• [WHAT IS NEEDED]:
Could you return the whole listing exactly?

• [EXTRACTED DATA]:
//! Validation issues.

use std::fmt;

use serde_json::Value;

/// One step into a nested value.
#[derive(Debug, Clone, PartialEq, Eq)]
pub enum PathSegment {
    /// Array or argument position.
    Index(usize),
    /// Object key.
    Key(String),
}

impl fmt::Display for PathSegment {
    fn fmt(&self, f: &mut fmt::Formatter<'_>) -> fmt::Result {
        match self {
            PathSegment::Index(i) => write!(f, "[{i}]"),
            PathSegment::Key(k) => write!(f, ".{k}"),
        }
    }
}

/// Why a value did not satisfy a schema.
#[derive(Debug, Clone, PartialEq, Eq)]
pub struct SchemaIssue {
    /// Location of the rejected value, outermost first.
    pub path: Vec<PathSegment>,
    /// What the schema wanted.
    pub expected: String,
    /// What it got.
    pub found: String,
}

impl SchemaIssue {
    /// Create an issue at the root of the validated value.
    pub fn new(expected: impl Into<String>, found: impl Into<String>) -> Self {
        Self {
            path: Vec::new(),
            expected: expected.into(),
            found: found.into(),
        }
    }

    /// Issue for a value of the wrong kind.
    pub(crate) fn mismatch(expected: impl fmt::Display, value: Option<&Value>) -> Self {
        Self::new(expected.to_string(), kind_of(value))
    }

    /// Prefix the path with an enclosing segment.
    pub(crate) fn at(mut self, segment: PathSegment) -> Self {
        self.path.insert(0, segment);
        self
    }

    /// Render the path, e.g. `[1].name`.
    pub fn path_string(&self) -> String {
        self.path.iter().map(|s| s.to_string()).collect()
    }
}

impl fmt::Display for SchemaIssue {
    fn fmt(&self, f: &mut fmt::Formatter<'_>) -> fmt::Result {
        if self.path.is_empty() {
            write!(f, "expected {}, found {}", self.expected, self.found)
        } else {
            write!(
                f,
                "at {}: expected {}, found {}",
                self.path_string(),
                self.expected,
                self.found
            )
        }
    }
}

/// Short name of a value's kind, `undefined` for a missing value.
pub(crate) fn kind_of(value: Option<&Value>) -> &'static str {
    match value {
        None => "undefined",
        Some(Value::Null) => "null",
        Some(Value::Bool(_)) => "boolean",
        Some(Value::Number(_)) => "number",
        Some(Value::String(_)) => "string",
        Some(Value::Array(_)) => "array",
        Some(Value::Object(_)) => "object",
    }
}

• [ANSWER TO THE PROBLEM]:
//! Validation issues.

use std::fmt;

use serde_json::Value;

/// One step into a nested value.
#[derive(Debug, Clone, PartialEq, Eq)]
pub enum PathSegment {
    /// Array or argument position.
    Index(usize),
    /// Object key.
    Key(String),
}

impl fmt::Display for PathSegment {
    fn fmt(&self, f: &mut fmt::Formatter<'_>) -> fmt::Result {
        match self {
            PathSegment::Index(i) => write!(f, "[{i}]"),
            PathSegment::Key(k) => write!(f, ".{k}"),
        }
    }
}

/// Why a value did not satisfy a schema.
#[derive(Debug, Clone, PartialEq, Eq)]
pub struct SchemaIssue {
    /// Location of the rejected value, outermost first.
    pub path: Vec<PathSegment>,
    /// What the schema wanted.
    pub expected: String,
    /// What it got.
    pub found: String,
}

impl SchemaIssue {
    /// Create an issue at the root of the validated value.
    pub fn new(expected: impl Into<String>, found: impl Into<String>) -> Self {
        Self {
            path: Vec::new(),
            expected: expected.into(),
            found: found.into(),
        }
    }

    /// Issue for a value of the wrong kind.
    pub(crate) fn mismatch(expected: impl fmt::Display, value: Option<&Value>) -> Self {
        Self::new(expected.to_string(), kind_of(value))
    }

    /// Prefix the path with an enclosing segment.
    pub(crate) fn at(mut self, segment: PathSegment) -> Self {
        self.path.insert(0, segment);
        self
    }

    /// Render the path, e.g. `[1].name`.
    pub fn path_string(&self) -> String {
        self.path.iter().map(|s| s.to_string()).collect()
    }
}

impl fmt::Display for SchemaIssue {
    fn fmt(&self, f: &mut fmt::Formatter<'_>) -> fmt::Result {
        if self.path.is_empty() {
            write!(f, "expected {}, found {}", self.expected, self.found)
        } else {
            write!(
                f,
                "at {}: expected {}, found {}",
                self.path_string(),
                self.expected,
                self.found
            )
        }
    }
}

/// Short name of a value's kind, `undefined` for a missing value.
pub(crate) fn kind_of(value: Option<&Value>) -> &'static str {
    match value {
        None => "undefined",
        Some(Value::Null) => "null",
        Some(Value::Bool(_)) => "boolean",
        Some(Value::Number(_)) => "number",
        Some(Value::String(_)) => "string",
        Some(Value::Array(_)) => "array",
        Some(Value::Object(_)) => "object",
    }
}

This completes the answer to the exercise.